What to produce -
Look for the word "usize" in the entries below, then copy every line that has it.

╭─ Records for this exercise

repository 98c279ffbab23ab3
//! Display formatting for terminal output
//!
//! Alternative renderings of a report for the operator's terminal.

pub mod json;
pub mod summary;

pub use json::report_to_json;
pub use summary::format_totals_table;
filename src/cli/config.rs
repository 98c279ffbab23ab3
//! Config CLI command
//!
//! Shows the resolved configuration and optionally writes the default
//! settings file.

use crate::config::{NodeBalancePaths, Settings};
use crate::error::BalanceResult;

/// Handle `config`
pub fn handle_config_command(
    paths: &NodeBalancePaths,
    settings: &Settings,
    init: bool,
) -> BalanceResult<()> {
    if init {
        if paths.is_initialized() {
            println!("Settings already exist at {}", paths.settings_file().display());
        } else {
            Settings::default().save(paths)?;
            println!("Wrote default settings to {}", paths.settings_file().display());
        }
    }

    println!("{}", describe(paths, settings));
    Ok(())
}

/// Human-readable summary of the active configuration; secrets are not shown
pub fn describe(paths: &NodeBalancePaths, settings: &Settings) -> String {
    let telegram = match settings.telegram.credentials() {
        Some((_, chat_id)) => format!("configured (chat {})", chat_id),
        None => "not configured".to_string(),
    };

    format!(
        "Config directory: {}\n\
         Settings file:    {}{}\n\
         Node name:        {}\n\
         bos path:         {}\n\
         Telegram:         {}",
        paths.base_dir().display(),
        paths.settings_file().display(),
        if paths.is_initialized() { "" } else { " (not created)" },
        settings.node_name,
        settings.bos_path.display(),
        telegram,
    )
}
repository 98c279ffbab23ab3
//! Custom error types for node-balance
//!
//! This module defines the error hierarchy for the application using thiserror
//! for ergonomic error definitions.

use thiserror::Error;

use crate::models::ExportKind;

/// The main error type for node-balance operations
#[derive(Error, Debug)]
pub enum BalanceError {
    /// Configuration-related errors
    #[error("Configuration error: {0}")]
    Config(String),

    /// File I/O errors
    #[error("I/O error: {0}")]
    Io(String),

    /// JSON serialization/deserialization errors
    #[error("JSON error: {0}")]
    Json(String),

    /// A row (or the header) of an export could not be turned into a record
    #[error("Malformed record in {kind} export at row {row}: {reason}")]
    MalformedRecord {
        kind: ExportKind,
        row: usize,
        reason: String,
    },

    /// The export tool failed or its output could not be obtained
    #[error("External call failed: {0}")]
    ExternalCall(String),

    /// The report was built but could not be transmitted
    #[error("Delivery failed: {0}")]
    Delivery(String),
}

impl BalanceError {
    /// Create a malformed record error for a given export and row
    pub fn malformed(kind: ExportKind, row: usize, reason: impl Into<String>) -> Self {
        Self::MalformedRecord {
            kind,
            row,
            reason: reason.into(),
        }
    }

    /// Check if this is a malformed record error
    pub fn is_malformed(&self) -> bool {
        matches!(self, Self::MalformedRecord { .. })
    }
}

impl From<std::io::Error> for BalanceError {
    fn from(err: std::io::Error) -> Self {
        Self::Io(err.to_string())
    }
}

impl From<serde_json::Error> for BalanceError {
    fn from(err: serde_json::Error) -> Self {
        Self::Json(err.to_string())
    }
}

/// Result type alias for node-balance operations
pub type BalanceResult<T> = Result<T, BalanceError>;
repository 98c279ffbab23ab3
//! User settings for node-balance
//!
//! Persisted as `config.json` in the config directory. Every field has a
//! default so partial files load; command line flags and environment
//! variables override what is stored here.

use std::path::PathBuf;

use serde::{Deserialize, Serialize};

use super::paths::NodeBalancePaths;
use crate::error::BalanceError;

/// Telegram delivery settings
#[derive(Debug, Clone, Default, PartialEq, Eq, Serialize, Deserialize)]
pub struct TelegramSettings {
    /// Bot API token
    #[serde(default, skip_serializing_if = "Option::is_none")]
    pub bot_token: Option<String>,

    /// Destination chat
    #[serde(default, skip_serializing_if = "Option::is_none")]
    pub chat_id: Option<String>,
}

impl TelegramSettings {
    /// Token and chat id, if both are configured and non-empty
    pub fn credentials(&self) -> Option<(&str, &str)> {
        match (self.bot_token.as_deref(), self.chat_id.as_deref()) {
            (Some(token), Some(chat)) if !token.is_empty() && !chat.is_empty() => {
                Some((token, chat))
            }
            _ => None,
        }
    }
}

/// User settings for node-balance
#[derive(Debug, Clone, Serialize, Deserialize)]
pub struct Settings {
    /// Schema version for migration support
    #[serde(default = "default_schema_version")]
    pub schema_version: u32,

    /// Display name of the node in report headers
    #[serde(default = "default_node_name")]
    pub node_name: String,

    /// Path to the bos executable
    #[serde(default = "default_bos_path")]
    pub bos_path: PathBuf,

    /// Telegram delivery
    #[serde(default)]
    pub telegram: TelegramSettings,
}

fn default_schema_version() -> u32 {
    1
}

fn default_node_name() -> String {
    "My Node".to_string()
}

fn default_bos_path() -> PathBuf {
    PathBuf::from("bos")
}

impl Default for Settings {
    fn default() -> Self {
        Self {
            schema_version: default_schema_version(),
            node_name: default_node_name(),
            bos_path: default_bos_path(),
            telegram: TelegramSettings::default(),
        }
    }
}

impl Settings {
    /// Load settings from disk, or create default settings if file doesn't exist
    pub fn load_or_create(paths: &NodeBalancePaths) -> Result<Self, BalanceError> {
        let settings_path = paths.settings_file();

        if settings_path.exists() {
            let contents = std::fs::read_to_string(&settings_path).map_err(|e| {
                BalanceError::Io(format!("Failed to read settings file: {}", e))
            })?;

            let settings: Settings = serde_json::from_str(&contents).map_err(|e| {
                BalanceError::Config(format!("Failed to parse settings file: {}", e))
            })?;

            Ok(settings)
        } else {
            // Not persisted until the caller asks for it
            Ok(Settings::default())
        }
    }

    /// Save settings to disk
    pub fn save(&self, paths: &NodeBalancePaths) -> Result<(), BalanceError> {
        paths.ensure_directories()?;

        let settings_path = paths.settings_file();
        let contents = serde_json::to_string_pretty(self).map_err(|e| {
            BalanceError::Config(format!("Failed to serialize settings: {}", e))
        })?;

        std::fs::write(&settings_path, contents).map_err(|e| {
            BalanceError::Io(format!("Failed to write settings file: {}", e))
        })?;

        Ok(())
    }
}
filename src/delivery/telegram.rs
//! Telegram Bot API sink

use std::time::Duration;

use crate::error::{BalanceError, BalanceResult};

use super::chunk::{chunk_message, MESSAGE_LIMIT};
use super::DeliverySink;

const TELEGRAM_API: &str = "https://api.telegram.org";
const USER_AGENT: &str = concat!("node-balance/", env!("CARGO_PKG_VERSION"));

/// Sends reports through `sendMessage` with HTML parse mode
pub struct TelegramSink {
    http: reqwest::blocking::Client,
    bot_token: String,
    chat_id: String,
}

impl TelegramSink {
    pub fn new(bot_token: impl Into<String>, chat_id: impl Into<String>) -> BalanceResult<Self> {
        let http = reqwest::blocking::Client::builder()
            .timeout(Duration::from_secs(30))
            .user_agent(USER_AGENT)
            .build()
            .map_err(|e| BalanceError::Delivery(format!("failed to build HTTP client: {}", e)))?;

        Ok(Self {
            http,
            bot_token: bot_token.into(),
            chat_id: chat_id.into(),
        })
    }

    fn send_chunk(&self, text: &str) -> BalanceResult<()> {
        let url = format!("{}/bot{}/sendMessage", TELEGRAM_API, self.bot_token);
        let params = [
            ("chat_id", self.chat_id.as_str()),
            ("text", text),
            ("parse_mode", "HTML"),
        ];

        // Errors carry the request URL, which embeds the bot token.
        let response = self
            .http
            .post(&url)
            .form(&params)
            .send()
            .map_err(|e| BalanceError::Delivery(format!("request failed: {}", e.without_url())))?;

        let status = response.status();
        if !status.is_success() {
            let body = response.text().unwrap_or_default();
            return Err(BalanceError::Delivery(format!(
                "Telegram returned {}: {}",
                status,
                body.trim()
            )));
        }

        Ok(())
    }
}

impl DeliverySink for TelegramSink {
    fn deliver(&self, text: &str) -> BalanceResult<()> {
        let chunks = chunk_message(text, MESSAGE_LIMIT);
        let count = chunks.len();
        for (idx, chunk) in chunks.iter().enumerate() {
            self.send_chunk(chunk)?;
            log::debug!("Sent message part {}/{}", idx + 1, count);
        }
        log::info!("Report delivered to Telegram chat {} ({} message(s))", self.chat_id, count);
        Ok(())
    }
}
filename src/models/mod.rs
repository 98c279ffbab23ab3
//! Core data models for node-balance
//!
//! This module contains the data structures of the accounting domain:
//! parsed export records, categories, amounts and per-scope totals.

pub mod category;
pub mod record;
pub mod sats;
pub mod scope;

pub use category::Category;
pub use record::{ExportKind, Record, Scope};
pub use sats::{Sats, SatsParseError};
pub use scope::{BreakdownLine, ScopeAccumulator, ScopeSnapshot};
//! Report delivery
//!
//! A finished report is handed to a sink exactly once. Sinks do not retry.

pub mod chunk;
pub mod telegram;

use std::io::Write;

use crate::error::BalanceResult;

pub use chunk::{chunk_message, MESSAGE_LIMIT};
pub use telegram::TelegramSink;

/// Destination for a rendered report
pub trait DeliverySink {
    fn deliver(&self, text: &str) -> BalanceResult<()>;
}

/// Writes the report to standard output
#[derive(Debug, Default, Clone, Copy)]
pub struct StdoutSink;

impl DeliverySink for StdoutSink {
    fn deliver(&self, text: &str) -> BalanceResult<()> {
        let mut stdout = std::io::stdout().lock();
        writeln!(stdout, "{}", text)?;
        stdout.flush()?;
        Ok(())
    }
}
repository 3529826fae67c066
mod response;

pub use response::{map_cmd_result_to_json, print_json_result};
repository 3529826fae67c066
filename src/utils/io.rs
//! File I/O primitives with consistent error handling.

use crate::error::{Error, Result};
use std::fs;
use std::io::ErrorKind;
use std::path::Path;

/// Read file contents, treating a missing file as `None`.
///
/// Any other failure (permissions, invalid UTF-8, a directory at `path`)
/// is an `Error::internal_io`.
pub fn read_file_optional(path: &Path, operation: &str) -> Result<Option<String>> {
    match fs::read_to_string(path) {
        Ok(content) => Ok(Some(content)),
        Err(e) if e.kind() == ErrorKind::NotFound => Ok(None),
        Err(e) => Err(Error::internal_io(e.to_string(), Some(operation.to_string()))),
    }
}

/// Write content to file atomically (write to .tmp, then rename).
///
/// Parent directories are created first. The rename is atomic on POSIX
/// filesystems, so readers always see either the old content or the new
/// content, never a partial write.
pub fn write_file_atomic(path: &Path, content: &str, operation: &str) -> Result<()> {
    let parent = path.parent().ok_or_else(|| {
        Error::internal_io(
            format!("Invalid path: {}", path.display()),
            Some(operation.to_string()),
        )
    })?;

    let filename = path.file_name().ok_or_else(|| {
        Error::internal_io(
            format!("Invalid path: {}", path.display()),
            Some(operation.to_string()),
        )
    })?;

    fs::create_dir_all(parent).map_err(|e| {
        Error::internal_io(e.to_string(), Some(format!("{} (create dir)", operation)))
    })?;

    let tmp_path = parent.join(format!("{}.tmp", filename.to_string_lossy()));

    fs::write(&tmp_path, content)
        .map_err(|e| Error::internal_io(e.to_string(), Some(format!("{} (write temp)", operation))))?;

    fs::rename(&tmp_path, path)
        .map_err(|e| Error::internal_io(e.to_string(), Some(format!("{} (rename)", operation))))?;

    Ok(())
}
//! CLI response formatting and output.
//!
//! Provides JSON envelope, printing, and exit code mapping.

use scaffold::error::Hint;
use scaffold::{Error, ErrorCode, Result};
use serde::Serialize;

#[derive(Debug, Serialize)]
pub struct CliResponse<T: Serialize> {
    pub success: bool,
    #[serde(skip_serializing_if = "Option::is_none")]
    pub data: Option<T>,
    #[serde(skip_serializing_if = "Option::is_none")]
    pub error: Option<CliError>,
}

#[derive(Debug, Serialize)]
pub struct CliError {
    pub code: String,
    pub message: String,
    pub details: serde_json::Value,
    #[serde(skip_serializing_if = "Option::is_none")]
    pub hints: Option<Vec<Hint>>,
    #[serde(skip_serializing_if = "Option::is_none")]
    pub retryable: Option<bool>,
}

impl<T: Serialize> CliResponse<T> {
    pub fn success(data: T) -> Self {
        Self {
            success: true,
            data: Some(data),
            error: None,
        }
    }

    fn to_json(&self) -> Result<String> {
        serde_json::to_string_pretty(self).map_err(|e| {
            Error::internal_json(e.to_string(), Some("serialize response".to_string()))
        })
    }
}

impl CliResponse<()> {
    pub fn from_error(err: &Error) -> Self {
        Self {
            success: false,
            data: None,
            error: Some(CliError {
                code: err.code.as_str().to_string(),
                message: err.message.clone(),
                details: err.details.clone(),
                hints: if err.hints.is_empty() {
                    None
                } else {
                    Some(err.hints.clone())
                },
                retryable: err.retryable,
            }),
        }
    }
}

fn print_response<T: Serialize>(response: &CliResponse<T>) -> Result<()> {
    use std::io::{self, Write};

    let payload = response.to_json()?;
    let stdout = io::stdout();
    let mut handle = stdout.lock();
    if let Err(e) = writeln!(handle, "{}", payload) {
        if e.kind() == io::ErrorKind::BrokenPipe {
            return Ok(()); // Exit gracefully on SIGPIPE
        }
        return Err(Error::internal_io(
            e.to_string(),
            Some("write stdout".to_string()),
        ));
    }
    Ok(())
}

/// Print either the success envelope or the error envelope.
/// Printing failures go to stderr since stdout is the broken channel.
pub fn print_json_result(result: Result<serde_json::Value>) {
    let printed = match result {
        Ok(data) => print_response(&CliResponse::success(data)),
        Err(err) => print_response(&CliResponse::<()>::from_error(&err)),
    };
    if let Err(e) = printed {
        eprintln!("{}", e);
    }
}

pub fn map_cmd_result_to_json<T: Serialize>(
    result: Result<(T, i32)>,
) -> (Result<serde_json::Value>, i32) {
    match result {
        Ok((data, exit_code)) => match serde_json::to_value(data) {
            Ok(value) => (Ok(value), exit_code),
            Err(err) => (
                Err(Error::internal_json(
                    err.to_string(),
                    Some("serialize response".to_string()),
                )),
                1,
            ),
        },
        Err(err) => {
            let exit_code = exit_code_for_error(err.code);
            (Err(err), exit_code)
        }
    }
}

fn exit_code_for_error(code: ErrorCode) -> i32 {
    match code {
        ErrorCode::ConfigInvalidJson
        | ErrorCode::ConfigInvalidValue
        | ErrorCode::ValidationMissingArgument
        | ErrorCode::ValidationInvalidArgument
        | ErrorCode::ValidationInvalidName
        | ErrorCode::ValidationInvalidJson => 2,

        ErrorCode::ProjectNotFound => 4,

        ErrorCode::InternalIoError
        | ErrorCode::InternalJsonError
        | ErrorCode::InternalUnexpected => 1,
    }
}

╰─

Finished exercise -
        row: usize,
    pub fn malformed(kind: ExportKind, row: usize, reason: impl Into<String>) -> Self {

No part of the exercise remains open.